▶ **Assignment**
Copy every line that holds the string "advisors" from the data below.

%%

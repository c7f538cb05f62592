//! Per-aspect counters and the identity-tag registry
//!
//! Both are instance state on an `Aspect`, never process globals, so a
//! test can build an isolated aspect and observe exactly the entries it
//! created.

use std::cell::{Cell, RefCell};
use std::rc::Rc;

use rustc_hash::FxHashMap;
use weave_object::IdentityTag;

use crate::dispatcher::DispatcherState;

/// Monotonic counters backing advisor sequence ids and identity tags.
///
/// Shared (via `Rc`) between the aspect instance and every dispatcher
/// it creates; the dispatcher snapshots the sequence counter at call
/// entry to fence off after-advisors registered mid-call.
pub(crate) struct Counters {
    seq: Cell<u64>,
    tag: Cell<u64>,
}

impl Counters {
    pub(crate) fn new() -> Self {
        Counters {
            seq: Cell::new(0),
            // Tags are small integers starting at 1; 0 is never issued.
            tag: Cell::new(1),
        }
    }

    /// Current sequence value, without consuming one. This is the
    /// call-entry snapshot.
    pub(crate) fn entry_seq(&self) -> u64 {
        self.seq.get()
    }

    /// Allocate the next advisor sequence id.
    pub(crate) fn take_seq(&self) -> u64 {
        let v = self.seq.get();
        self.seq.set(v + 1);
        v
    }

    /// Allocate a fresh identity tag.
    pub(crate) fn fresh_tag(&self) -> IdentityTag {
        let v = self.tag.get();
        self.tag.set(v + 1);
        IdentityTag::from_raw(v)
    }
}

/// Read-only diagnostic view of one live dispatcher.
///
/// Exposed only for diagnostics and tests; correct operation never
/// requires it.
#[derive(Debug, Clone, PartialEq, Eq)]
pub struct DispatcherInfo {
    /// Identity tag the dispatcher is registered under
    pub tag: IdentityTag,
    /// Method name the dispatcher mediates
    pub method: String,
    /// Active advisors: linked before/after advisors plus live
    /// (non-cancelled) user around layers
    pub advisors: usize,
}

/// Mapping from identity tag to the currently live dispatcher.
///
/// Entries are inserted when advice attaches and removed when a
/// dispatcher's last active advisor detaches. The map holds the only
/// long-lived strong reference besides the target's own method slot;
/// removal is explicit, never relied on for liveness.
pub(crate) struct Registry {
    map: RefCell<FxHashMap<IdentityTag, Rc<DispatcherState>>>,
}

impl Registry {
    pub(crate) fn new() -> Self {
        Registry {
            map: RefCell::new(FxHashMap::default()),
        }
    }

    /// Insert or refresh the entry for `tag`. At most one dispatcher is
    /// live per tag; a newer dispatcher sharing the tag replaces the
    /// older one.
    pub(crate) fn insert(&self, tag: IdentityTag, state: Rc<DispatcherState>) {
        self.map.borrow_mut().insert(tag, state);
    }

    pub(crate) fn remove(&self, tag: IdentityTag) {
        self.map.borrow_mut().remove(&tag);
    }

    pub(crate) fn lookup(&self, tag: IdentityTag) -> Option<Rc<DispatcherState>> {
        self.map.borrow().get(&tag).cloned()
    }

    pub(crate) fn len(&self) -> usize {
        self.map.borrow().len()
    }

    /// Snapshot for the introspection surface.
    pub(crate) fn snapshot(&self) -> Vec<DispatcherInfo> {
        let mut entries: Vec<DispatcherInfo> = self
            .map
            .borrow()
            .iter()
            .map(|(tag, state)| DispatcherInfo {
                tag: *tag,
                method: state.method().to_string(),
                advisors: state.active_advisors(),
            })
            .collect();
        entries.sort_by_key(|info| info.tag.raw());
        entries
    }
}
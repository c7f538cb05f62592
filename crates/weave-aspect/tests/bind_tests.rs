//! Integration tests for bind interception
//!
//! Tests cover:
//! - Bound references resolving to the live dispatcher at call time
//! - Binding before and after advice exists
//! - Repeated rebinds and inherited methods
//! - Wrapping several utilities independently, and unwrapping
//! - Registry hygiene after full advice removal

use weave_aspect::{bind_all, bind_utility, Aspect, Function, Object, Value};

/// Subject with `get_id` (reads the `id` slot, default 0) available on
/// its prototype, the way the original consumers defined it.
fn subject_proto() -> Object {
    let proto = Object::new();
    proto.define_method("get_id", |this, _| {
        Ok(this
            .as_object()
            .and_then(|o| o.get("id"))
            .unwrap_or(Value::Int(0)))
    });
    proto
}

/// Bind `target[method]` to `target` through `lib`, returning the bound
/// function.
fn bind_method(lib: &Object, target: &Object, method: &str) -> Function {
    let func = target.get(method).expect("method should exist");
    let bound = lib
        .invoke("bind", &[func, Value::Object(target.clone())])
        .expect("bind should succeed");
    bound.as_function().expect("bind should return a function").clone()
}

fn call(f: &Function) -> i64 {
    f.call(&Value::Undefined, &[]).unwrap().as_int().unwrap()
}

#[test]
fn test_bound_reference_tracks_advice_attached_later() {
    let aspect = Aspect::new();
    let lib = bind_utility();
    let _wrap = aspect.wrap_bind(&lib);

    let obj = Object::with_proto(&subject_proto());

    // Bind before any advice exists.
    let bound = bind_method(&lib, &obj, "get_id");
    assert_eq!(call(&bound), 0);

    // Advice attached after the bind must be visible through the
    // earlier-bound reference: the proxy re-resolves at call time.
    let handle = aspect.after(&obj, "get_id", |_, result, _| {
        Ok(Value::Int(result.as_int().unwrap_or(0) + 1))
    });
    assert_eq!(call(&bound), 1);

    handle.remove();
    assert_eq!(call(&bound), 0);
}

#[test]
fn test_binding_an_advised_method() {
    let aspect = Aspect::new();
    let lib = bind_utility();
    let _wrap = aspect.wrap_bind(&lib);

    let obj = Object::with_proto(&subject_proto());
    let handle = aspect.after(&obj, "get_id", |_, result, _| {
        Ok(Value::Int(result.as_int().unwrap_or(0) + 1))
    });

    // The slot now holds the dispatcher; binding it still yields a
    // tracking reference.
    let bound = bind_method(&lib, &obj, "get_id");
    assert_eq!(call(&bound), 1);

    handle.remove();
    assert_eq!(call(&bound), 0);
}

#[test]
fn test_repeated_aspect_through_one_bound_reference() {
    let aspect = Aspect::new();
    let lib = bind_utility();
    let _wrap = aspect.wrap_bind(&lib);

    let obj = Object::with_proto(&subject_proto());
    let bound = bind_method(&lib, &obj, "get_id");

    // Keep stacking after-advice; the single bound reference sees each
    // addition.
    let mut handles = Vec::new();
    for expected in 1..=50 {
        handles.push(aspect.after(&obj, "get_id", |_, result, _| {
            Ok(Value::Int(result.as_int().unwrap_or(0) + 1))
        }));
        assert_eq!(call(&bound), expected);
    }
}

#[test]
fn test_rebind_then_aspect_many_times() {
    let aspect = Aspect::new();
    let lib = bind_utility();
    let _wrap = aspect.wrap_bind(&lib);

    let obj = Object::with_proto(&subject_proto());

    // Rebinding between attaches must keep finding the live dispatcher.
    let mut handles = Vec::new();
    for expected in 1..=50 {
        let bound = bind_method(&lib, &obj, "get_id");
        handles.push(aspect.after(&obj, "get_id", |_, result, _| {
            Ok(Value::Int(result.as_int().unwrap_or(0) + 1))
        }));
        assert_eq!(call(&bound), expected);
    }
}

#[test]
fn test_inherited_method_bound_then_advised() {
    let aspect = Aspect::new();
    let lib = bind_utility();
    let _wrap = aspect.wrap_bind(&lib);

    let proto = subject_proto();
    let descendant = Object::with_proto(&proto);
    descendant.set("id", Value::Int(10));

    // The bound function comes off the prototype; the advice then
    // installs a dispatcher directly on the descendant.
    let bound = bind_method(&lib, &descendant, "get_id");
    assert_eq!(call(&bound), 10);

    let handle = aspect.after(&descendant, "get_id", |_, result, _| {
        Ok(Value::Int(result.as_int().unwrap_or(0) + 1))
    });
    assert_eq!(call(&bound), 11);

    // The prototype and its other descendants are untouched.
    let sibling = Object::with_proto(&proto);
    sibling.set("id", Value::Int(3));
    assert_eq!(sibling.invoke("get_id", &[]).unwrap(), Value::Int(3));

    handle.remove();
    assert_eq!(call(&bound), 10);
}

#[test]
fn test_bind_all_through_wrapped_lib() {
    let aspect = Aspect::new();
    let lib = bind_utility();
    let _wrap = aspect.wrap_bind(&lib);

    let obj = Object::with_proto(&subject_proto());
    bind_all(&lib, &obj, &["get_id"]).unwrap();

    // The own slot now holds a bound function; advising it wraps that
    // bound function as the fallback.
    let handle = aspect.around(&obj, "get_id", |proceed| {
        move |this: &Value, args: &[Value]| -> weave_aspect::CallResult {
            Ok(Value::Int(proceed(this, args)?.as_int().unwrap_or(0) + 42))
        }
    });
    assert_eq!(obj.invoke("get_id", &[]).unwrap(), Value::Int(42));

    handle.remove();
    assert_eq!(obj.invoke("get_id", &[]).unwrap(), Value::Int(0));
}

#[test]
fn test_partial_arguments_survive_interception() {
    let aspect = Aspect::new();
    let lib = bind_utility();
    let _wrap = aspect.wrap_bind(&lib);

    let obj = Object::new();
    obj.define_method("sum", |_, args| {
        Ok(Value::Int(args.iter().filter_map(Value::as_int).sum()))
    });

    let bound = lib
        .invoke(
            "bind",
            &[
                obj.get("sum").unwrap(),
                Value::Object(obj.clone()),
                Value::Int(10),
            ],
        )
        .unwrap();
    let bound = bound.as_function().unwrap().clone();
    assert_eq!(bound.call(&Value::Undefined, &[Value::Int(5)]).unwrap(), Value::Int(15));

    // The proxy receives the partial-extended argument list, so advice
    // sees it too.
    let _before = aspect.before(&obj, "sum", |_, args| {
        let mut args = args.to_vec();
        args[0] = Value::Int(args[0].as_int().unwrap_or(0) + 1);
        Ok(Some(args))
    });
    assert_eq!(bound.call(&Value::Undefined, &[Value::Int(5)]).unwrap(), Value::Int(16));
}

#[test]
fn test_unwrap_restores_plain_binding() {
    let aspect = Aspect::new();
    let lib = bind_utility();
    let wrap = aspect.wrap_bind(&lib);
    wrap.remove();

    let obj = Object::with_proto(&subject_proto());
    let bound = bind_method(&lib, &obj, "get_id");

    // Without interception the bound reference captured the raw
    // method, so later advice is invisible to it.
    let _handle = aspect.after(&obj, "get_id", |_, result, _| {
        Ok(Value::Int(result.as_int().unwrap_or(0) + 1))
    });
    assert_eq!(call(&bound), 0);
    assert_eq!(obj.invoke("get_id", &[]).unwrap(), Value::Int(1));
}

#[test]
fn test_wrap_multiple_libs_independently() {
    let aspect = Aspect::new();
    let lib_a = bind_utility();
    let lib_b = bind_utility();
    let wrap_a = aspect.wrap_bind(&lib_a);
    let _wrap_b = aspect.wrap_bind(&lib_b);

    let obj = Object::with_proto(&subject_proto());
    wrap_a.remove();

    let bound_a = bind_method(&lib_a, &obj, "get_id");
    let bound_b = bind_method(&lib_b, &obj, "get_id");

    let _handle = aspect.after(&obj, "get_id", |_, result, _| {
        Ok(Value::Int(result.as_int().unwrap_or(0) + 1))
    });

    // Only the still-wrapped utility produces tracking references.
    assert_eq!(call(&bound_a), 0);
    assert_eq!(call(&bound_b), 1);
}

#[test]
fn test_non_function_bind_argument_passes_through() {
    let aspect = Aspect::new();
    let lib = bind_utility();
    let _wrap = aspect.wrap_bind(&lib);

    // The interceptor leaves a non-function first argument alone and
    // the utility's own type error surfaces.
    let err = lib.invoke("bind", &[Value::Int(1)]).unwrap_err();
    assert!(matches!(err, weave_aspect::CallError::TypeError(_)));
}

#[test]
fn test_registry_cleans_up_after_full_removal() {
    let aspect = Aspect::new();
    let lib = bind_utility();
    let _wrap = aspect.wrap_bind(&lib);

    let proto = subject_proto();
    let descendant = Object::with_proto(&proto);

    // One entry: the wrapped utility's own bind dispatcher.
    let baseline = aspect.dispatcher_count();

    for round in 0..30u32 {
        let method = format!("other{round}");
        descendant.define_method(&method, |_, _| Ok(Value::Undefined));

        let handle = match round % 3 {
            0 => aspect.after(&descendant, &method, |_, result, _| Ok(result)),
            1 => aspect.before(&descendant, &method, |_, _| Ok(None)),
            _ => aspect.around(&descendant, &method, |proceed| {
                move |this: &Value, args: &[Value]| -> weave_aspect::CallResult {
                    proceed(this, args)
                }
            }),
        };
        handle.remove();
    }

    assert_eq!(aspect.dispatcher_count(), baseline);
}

%%

▶ **Output of the exercise**
/// entry to fence off after-advisors registered mid-call.
    /// Active advisors: linked before/after advisors plus live
    pub advisors: usize,
                advisors: state.active_advisors(),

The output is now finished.